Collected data
+--
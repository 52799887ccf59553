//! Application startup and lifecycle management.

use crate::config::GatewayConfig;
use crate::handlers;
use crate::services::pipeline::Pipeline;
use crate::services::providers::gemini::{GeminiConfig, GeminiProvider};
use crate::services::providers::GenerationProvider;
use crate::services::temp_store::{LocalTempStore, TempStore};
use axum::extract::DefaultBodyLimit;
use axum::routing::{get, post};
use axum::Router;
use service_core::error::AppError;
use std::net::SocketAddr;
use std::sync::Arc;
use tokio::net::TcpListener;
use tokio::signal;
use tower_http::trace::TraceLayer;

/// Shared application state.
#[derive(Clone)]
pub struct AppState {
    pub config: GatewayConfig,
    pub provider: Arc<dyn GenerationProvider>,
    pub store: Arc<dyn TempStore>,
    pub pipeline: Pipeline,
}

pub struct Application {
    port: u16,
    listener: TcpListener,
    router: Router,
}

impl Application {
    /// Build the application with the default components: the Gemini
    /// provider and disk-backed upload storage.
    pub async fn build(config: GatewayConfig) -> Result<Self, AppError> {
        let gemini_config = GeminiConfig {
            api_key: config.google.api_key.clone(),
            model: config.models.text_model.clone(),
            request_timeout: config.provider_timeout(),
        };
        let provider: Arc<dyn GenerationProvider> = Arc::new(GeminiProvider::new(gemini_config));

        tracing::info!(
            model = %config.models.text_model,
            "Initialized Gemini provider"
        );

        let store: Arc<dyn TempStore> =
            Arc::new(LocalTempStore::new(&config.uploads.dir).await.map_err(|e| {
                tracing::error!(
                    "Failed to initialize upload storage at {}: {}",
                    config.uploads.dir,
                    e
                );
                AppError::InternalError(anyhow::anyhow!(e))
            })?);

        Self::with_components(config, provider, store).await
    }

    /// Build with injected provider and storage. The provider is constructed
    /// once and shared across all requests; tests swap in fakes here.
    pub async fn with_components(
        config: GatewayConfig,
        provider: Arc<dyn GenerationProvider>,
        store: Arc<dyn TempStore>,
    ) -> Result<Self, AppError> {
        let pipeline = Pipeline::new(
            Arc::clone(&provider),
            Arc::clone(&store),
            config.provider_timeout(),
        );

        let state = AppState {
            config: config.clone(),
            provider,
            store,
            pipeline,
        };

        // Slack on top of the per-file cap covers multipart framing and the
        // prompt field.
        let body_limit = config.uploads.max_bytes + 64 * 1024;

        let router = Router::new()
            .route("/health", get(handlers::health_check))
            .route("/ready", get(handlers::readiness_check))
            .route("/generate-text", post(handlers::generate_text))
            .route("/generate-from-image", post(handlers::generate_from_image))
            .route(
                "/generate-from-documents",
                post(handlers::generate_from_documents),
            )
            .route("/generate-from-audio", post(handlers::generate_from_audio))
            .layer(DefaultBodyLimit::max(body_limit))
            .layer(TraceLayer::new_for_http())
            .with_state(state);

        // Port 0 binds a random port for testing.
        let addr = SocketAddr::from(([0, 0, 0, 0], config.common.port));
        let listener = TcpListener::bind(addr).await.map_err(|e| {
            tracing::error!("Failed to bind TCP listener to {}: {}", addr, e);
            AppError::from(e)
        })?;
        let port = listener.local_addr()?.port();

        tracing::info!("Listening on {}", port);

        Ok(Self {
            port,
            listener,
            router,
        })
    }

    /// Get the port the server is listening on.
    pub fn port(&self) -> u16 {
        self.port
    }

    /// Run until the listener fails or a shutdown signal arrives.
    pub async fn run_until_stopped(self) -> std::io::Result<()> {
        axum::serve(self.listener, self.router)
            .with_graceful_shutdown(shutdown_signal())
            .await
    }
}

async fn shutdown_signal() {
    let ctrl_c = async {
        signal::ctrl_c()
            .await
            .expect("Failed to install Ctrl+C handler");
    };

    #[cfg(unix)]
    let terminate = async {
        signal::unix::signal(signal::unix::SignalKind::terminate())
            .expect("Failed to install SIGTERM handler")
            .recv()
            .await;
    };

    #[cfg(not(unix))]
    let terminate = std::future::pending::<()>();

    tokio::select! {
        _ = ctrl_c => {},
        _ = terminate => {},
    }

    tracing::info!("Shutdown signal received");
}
+--
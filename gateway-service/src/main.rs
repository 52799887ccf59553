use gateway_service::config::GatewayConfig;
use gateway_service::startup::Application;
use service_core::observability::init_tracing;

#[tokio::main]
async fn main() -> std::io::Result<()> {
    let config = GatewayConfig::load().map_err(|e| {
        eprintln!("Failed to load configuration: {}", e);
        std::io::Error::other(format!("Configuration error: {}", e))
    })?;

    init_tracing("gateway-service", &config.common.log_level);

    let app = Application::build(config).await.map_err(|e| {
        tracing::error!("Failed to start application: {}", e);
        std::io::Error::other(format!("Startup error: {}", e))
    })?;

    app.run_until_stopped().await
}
+--
Filter the data above, keeping only lines that include the string "DefaultBodyLimit".

Solution to the exercise:
use axum::extract::DefaultBodyLimit;
            .layer(DefaultBodyLimit::max(body_limit))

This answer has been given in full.